< HOME  Tuesday, April 18, 2006

Grand Theft Babylon

Beneath the bellows over Iran and the mayhem in Iraq, the real struggle for Mideast dominance quietly unfolds. As petrostates around the globe exert increasing command over their energy assets, Iraq is on the verge of ceding theirs to the control of American and British oil companies. If all goes as planned, the oil giants will have performed the heist of the century.

A little-known analysis by Greg Muttitt in November 2005 for Global Policy Forum reveals the breathtaking earnings to be generated by the "production sharing agreements" [.pdf] ready for signing the day Iraq officially forms its new government. These agreements, which in name imply revenue-sharing and state control over the underground assets, in truth are vehicles so skewed in favor of Anglo-American petroleum companies that they have no counterpart in today's oil world. . . .

Not since Standard Oil won a 60-year concession from Saudi Arabia in 1933 for $35,000 has the oil industry been poised to make so much money.
This piece by Anne Berg is another 'must read', if you haven't already.

With what's happening in Venezuela, Peru, and Bolivia, signing these Iraqi oil contracts takes on increasing urgency. No wonder those twits in Congress are complaining about Iraqis twiddling their thumbs in forming a government.

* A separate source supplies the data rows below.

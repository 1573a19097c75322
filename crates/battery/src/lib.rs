//! Battery depletion model: converts a power draw into percent of charge lost per second.

use drone_core::constants::{HEALTH_MAX, HEALTH_MIN, SECONDS_PER_HOUR};
use drone_core::{ModelError, clamp, ensure_finite, ensure_positive};

/// Clamp a health fraction into the supported `[0.5, 1.0]` range.
#[inline]
pub fn clamp_health(health: f64) -> f64 {
    clamp(health, HEALTH_MIN, HEALTH_MAX)
}

/// Usable energy (Wh) once pack degradation is applied.
pub fn usable_capacity_wh(nominal_capacity_wh: f64, health: f64) -> Result<f64, ModelError> {
    let nominal = ensure_finite("capacity_wh", nominal_capacity_wh)?;
    let health = clamp_health(ensure_finite("battery_health", health)?);
    ensure_positive("capacity_wh", nominal)?;
    ensure_positive("battery_health", health)?;
    ensure_positive("usable_capacity_wh", nominal * health)
}

/// Percent of charge consumed per second at `power_w`.
///
/// `health` is clamped before use regardless of what the caller passes.
pub fn percent_drop_per_second(
    power_w: f64,
    nominal_capacity_wh: f64,
    health: f64,
) -> Result<f64, ModelError> {
    let power_w = ensure_finite("power_w", power_w)?;
    let usable_wh = usable_capacity_wh(nominal_capacity_wh, health)?;
    let wh_per_second = power_w / SECONDS_PER_HOUR;
    Ok(wh_per_second / usable_wh * 100.0)
}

BTW, LaRouche reports that the US is trying to oust Ibrahim Al-Jafaari because he's too independent.
Q. Scott, on Iraq, there's a report that the President does not want Prime Minister al Jafaari to lead a new government of national unity, and that he actually put this into some sort of a letter or some sort of communication to a Shiite leader. Does the President want Prime Minister al Jafaari to move forward as leader?
McClellan denies it, of course. But, no doubt this is behind the delay. The man refuses to step down.

2 Comments:

At Tuesday, April 18, 2006, Blogger qrswave said...

welcome!

yeah, sorry about that - got a little lazy - the pdf is a link from the original article at anti-war.com.

 
At Tuesday, April 18, 2006, Blogger Red Tulips said...

Oh, duh. I knew before the Iraq War started that we didn't care about Saddam's "atrocities," and were going to place in a puppet dictator, while pretending it's "democracy."

It's the pattern of American foreign policy, and anything else would be breaking from that. If there is any doubt, look at Karzai and Afghanistan for the most recent blatant example.